Syarat Sah Sholat Menurut Madzhab Syafi'i (Terjemah dari Minhajut Thalibin)


BAB SYARAT-SYARAT SHOLAT
Syarat-syarat sholat ada lima:
  1. Mengetahui waktu.
  2. Menghadap kiblat.
  3. Menutup aurat.
    Aurat laki-laki: bagian tubuh antara pusar dan lutut; seperti itu pula bagi budak menurut pendapat yang ashah. Aurat perempuan merdeka: semua tubuh selain wajah dan telapak tangan1.
    Syarat menutup aurat: apa saja yang bisa menghalangi terlihatnya warna kulit, meskipun hanya tanah atau air yang keruh.
    Menurut pendapat yang ashah: wajib berlumuran tanah bagi orang yang tidak punya baju.
    Wajib menutup bagian atas dan samping, tidak bagian bawah. Kalau saat ruku’ atau saat lain aurat terlihat dari leher baju (kerah), maka tidak cukup, hendaknya dia mengancingkan atau mengencangkan (mengikat) bagian tengahnya. Wajib untuk menutup sebagian aurat yang terlihat dengan tangan menurut pendapat yang ashah. Jika dia hanya mendapatkan penutup yang hanya cukup untuk dua aurat2 (qubul dan dubur), maka dipakai untuk menutup keduanya. Jika hanya cukup untuk salah satunya, maka ditutup qubulnya; dikatakan: ditutup duburnya; dikatakan: boleh dipilih di antara keduanya.
  4. Suci dari hadats.
    Jika dia dikalahkan oleh hadats, maka batal sholatnya; dalam qaul qadim: tidak batal3. Dua pendapat itu berlaku bagi semua pembatal sholat yang menimpa tanpa pengurangan, dalam keadaan sulit menolak pembatal itu. Jika memungkinkan dalam keadaan angin menyingkap auratnya kemudian dia tutupi, maka tidak batal. Jika tidak mampu menolaknya misal khuffnya jadi longgar ketika sholat, maka batal.
  5. Sucinya pakaian, badan dan tempat dari najis.
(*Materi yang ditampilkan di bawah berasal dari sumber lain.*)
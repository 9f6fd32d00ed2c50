//! Game state management.
//!
//! A `Game` owns one session's deck, its attached players, the turn pointer
//! and the lifecycle timestamps. All rule enforcement for flips, matches
//! and turn rotation lives here. A `Game` is not thread-safe on its own; the
//! [`GameManager`](super::manager::GameManager) wraps each one in a mutex so
//! that every mutating operation is serialized.
//!
//! # State Diagram
//!
//! ```text
//! ┌─────────┐  first accepted flip  ┌────────┐  last pair matched  ┌──────────┐
//! │ Waiting │──────────────────────▶│ Active │────────────────────▶│ Finished │
//! └─────────┘                       └────────┘                     └──────────┘
//! ```

use serde::{Deserialize, Serialize};
use tracing::{debug, info};

use super::deck::{Card, Cosmetics};
use super::player::{Player, PlayerId};
use super::protocol::{PlayerScore, RevealedCard, ServerMessage};

/// Rule variant.
#[derive(Debug, Clone, Copy, PartialEq, Eq, Default, Serialize, Deserialize)]
#[serde(rename_all = "lowercase")]
pub enum GameMode {
    /// One player at a time; a mismatch passes the turn
    #[default]
    Classic,
    /// Anyone may flip at any time
    Rush,
}

impl GameMode {
    /// Parse the numeric code used in creation requests.
    pub fn from_code(code: i64) -> Option<Self> {
        match code {
            1 => Some(Self::Classic),
            2 => Some(Self::Rush),
            _ => None,
        }
    }

    pub fn as_str(&self) -> &'static str {
        match self {
            Self::Classic => "classic",
            Self::Rush => "rush",
        }
    }
}

/// Game state machine states.
#[derive(Debug, Clone, Copy, PartialEq, Eq, Default)]
pub enum GameStatus {
    /// Players may join, no card flipped yet
    #[default]
    Waiting,
    /// At least one flip accepted
    Active,
    /// Every pair matched
    Finished,
}

impl GameStatus {
    pub fn as_str(&self) -> &'static str {
        match self {
            Self::Waiting => "waiting",
            Self::Active => "active",
            Self::Finished => "finished",
        }
    }

    /// Check if game is terminal (cannot change).
    pub fn is_terminal(&self) -> bool {
        matches!(self, Self::Finished)
    }
}

/// What an accepted flip did.
#[derive(Debug, Clone, PartialEq, Eq)]
pub enum FlipOutcome {
    /// First card of a pair turned up
    Revealed { index: usize },
    /// Second card matched the first
    Matched { indices: [usize; 2] },
    /// Second card did not match; both are face down again
    Mismatched { indices: [usize; 2] },
    /// The final pair was matched
    Finished { ranking: Vec<PlayerScore> },
}

/// Game session state.
#[derive(Debug)]
pub struct Game {
    /// Six-character game id
    pub id: String,

    pub mode: GameMode,

    /// 0 means unlimited
    pub max_players: usize,

    pub cosmetics: Cosmetics,

    pub status: GameStatus,

    cards: Vec<Card>,

    /// Join order is turn order
    players: Vec<Player>,

    /// Holder of the turn (classic mode only)
    current_turn: Option<PlayerId>,

    /// Index of the single face-up unmatched card, if any
    pending: Option<usize>,

    /// How long clients keep a mismatched pair visible
    pub mismatch_reveal_ms: u64,

    pub created_at: chrono::DateTime<chrono::Utc>,

    /// Updated on every flip, join and leave
    pub last_activity_at: chrono::DateTime<chrono::Utc>,

    pub finished_at: Option<chrono::DateTime<chrono::Utc>>,
}

impl Game {
    /// Create a new game in the `Waiting` state.
    pub fn new(
        id: String,
        mode: GameMode,
        max_players: usize,
        cosmetics: Cosmetics,
        cards: Vec<Card>,
        mismatch_reveal_ms: u64,
    ) -> Self {
        let now = chrono::Utc::now();
        Self {
            id,
            mode,
            max_players,
            cosmetics,
            status: GameStatus::Waiting,
            cards,
            players: Vec::new(),
            current_turn: None,
            pending: None,
            mismatch_reveal_ms,
            created_at: now,
            last_activity_at: now,
            finished_at: None,
        }
    }

    /// Check if no more players can join.
    pub fn is_full(&self) -> bool {
        self.max_players != 0 && self.players.len() >= self.max_players
    }

    /// Add a player.
    ///
    /// The joiner receives an `init` snapshot, then everyone (joiner
    /// included) receives the `join` notification.
    pub fn add_player(&mut self, player: Player) -> Result<(), GameError> {
        if self.is_full() {
            return Err(GameError::Full);
        }

        if self.has_player(player.id) {
            return Err(GameError::AlreadyPlayer);
        }

        let player_id = player.id;
        let assign_turn = self.mode == GameMode::Classic && self.current_turn.is_none();
        if assign_turn {
            self.current_turn = Some(player_id);
        }

        self.players.push(player);
        self.touch();

        let snapshot = self.to_json();
        if let Some(player) = self.players.last_mut() {
            player.send(ServerMessage::Init {
                player: player_id,
                game: snapshot,
            });
        }

        let players = self.scores();
        self.broadcast(ServerMessage::Join {
            player: player_id,
            players,
        });
        if assign_turn {
            self.broadcast(ServerMessage::Turn { player: player_id });
        }

        info!(game_id = %self.id, player_id, players = self.players.len(), "player joined");
        Ok(())
    }

    /// Remove a player.
    ///
    /// If the player held the turn, it passes to the next player in join
    /// order. An empty game is left for the reaper.
    pub fn remove_player(&mut self, player_id: PlayerId) -> Option<Player> {
        let position = self.players.iter().position(|p| p.id == player_id)?;
        let player = self.players.remove(position);
        self.touch();

        self.broadcast(ServerMessage::Leave { player: player_id });

        if self.current_turn == Some(player_id) {
            // The pending card was turned by the leaving player.
            self.release_pending();
            self.current_turn = if self.players.is_empty() {
                None
            } else {
                Some(self.players[position % self.players.len()].id)
            };
            if let Some(next) = self.current_turn {
                self.broadcast(ServerMessage::Turn { player: next });
            }
        }

        info!(game_id = %self.id, player_id, players = self.players.len(), "player left");
        Some(player)
    }

    /// Handle a flip request.
    ///
    /// Rejected flips change nothing and are echoed only to the player who
    /// tried them.
    pub fn handle_flip(
        &mut self,
        player_id: PlayerId,
        index: usize,
    ) -> Result<FlipOutcome, GameError> {
        if let Err(err) = self.check_flip(player_id, index) {
            debug!(game_id = %self.id, player_id, index, %err, "flip rejected");
            if let Some(player) = self.get_player_mut(player_id) {
                player.send(ServerMessage::Reject {
                    index,
                    reason: err.to_string(),
                });
            }
            return Err(err);
        }

        if self.status == GameStatus::Waiting {
            self.status = GameStatus::Active;
        }
        self.touch();
        self.cards[index].flipped = true;

        let first = match self.pending.take() {
            None => {
                self.pending = Some(index);
                let pair_key = self.cards[index].pair_key;
                self.broadcast(ServerMessage::Flip {
                    player: player_id,
                    index,
                    pair_key,
                });
                return Ok(FlipOutcome::Revealed { index });
            }
            Some(first) => first,
        };

        let indices = [first, index];
        if self.cards[first].pair_key == self.cards[index].pair_key {
            Ok(self.resolve_match(player_id, indices))
        } else {
            Ok(self.resolve_mismatch(player_id, indices))
        }
    }

    fn check_flip(&self, player_id: PlayerId, index: usize) -> Result<(), GameError> {
        if !self.has_player(player_id) {
            return Err(GameError::NotPlayer);
        }
        if self.status.is_terminal() {
            return Err(GameError::Finished);
        }
        let card = self.cards.get(index).ok_or(GameError::InvalidCard)?;
        if card.matched {
            return Err(GameError::AlreadyMatched);
        }
        if card.flipped {
            return Err(GameError::AlreadyFlipped);
        }
        if self.mode == GameMode::Classic && !self.is_player_turn(player_id) {
            return Err(GameError::NotYourTurn);
        }
        Ok(())
    }

    fn resolve_match(&mut self, player_id: PlayerId, indices: [usize; 2]) -> FlipOutcome {
        for i in indices {
            self.cards[i].matched = true;
        }
        let pair_key = self.cards[indices[0]].pair_key;

        let mut score = 0;
        if let Some(player) = self.get_player_mut(player_id) {
            player.score += 1;
            score = player.score;
        }

        // In classic mode the turn stays with the player who matched.
        self.broadcast(ServerMessage::Match {
            player: player_id,
            indices,
            pair_key,
            score,
        });

        if !self.cards.iter().all(|c| c.matched) {
            return FlipOutcome::Matched { indices };
        }

        self.status = GameStatus::Finished;
        self.finished_at = Some(chrono::Utc::now());
        let ranking = self.ranking();
        self.broadcast(ServerMessage::GameOver {
            ranking: ranking.clone(),
        });

        info!(game_id = %self.id, winner = ?ranking.first().map(|r| r.player), "game finished");
        FlipOutcome::Finished { ranking }
    }

    fn resolve_mismatch(&mut self, player_id: PlayerId, indices: [usize; 2]) -> FlipOutcome {
        for i in indices {
            self.cards[i].flipped = false;
        }

        let cards = indices.map(|i| RevealedCard {
            index: i,
            pair_key: self.cards[i].pair_key,
        });
        let hide_after_ms = self.mismatch_reveal_ms;
        self.broadcast(ServerMessage::Mismatch {
            player: player_id,
            cards,
            hide_after_ms,
        });

        if self.mode == GameMode::Classic {
            if let Some(next) = self.advance_turn() {
                self.broadcast(ServerMessage::Turn { player: next });
            }
        }

        FlipOutcome::Mismatched { indices }
    }

    /// Turn the pending card back down.
    fn release_pending(&mut self) {
        if let Some(index) = self.pending.take() {
            self.cards[index].flipped = false;
        }
    }

    /// Pass the turn to the next player in join order, wrapping.
    pub fn advance_turn(&mut self) -> Option<PlayerId> {
        if self.players.is_empty() {
            self.current_turn = None;
            return None;
        }

        let next = match self.current_position() {
            Some(pos) => (pos + 1) % self.players.len(),
            None => 0,
        };
        self.current_turn = Some(self.players[next].id);
        self.current_turn
    }

    fn current_position(&self) -> Option<usize> {
        let current = self.current_turn?;
        self.players.iter().position(|p| p.id == current)
    }

    /// Get current player ID (classic mode only).
    pub fn current_player_id(&self) -> Option<PlayerId> {
        self.current_turn
    }

    /// Check if it's a player's turn.
    pub fn is_player_turn(&self, player_id: PlayerId) -> bool {
        self.current_turn == Some(player_id)
    }

    /// Index of the face-up card waiting for its partner.
    pub fn pending_card(&self) -> Option<usize> {
        self.pending
    }

    /// Queue a message for every player.
    pub fn broadcast(&mut self, message: ServerMessage) {
        for player in &mut self.players {
            player.send(message.clone());
        }
    }

    /// Scores in join order.
    pub fn scores(&self) -> Vec<PlayerScore> {
        self.players.iter().map(|p| p.score_entry()).collect()
    }

    /// Scores sorted descending, ties broken by join order.
    pub fn ranking(&self) -> Vec<PlayerScore> {
        let mut ranking = self.scores();
        ranking.sort_by(|a, b| b.score.cmp(&a.score));
        ranking
    }

    /// Record activity.
    pub fn touch(&mut self) {
        self.last_activity_at = chrono::Utc::now();
    }

    /// Check whether the reaper should collect this game at `now`.
    ///
    /// Games with attached players are never stale.
    pub fn is_stale(
        &self,
        now: chrono::DateTime<chrono::Utc>,
        finished_grace: chrono::Duration,
        idle_threshold: chrono::Duration,
    ) -> bool {
        if !self.players.is_empty() {
            return false;
        }
        let finished_expired = self
            .finished_at
            .is_some_and(|finished_at| now - finished_at > finished_grace);
        finished_expired || now - self.last_activity_at > idle_threshold
    }

    /// Get a player.
    pub fn get_player(&self, player_id: PlayerId) -> Option<&Player> {
        self.players.iter().find(|p| p.id == player_id)
    }

    /// Get a mutable player.
    pub fn get_player_mut(&mut self, player_id: PlayerId) -> Option<&mut Player> {
        self.players.iter_mut().find(|p| p.id == player_id)
    }

    /// Check if player is in game.
    pub fn has_player(&self, player_id: PlayerId) -> bool {
        self.get_player(player_id).is_some()
    }

    /// Players in join order.
    pub fn players(&self) -> impl Iterator<Item = &Player> {
        self.players.iter()
    }

    pub fn player_count(&self) -> usize {
        self.players.len()
    }

    pub fn cards(&self) -> &[Card] {
        &self.cards
    }

    /// Convert full game state to JSON snapshot.
    pub fn to_json(&self) -> serde_json::Value {
        let cards: Vec<serde_json::Value> = self.cards.iter().map(|c| c.to_json()).collect();
        let players: Vec<serde_json::Value> = self.players.iter().map(|p| p.to_json()).collect();

        serde_json::json!({
            "game_id": self.id,
            "mode": self.mode.as_str(),
            "max_players": self.max_players,
            "status": self.status.as_str(),
            "card_set": self.cosmetics.card_set,
            "layout": self.cosmetics.layout.as_str(),
            "rotation": self.cosmetics.rotation.as_str(),
            "cards": cards,
            "players": players,
            "current_turn": self.current_turn,
            "mismatch_reveal_ms": self.mismatch_reveal_ms
        })
    }
}

/// Game errors.
#[derive(Debug, Clone, Copy, PartialEq, Eq)]
pub enum GameError {
    Full,
    AlreadyPlayer,
    NotPlayer,
    Finished,
    InvalidCard,
    AlreadyMatched,
    AlreadyFlipped,
    NotYourTurn,
}

impl std::fmt::Display for GameError {
    fn fmt(&self, f: &mut std::fmt::Formatter<'_>) -> std::fmt::Result {
        match self {
            Self::Full => write!(f, "Game is full"),
            Self::AlreadyPlayer => write!(f, "Already a player in this game"),
            Self::NotPlayer => write!(f, "Not a player in this game"),
            Self::Finished => write!(f, "Game is over"),
            Self::InvalidCard => write!(f, "No such card"),
            Self::AlreadyMatched => write!(f, "Card is already matched"),
            Self::AlreadyFlipped => write!(f, "Card is already face up"),
            Self::NotYourTurn => write!(f, "It's not your turn"),
        }
    }
}

impl std::error::Error for GameError {}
    Apabila tidak jelas suci atau najis,hendaknya dia berijtihad. Seandainya najis sebagian pakaian atau badannya akan tetapi dia tidak tahu4, maka wajib membasuh/mencuci keseluruhannya. Seandainya dia menyangka najis itu di bagian tepinya, maka tidak cukup membasuh bagian tepi itu saja menurut pendapat yang shahih. Seandainya dia membasuh setengah najis, kemudian membasuh setengah sisanya, maka menurut pendapat yang ashah: bahwa jika dia membasuh sisanya yang bersebelahan/berdampingan, maka jadi suci seluruhnya; jika tidak demikian, maka jadi tidak berdampingan5.
    Tidak sah sholat seseorang yang sebagian pakaiannya menyentuh najis meskipun pakaian itu tidak bergerak bersama gerakannya6; demikian juga orang yang memegang ujung sesuatu7 yang ada najisnya jika sesuatu itu bergerak mengikuti gerakan orangnya, demikian pula jika tidak bergerak menurut pendapat yang ashah; seandainya dia jadikan ujung sesuatu itu di bawah kakinya, maka sah sholatnya secara mutlak. Tidak mengapa najis yang ada di depan dadanya ketika ruku’ dan sujud menurut pendapat yang shahih.
    Sendainya tersambung tulangnya8 dengan bahan najis ketika tidak ada bahan yang suci, maka dimaafkan. Jika tidak demikian9, wajib melepaskannya jika dia tidak takut adanya bahaya yang nyata – dikatakan: bahkan jika takut10. Jika orang itu meninggal, tidak usah dilepas menurut pendapat yang shahih.
    Dimaafkan tentang tempat istijmarnya; seandainya dia membawa alat istijmar maka batal sholatnya menurut pendapat yang ashah.
    Tanah jalan raya yang diyakini najisnya, dimaafkan karena sulitnya menjaganya dari najis secara umum. Berbeda-beda11 (tentang yang dimaafkan) sesuai waktu dan tempatnya dari kondisi pakaian dan badan12.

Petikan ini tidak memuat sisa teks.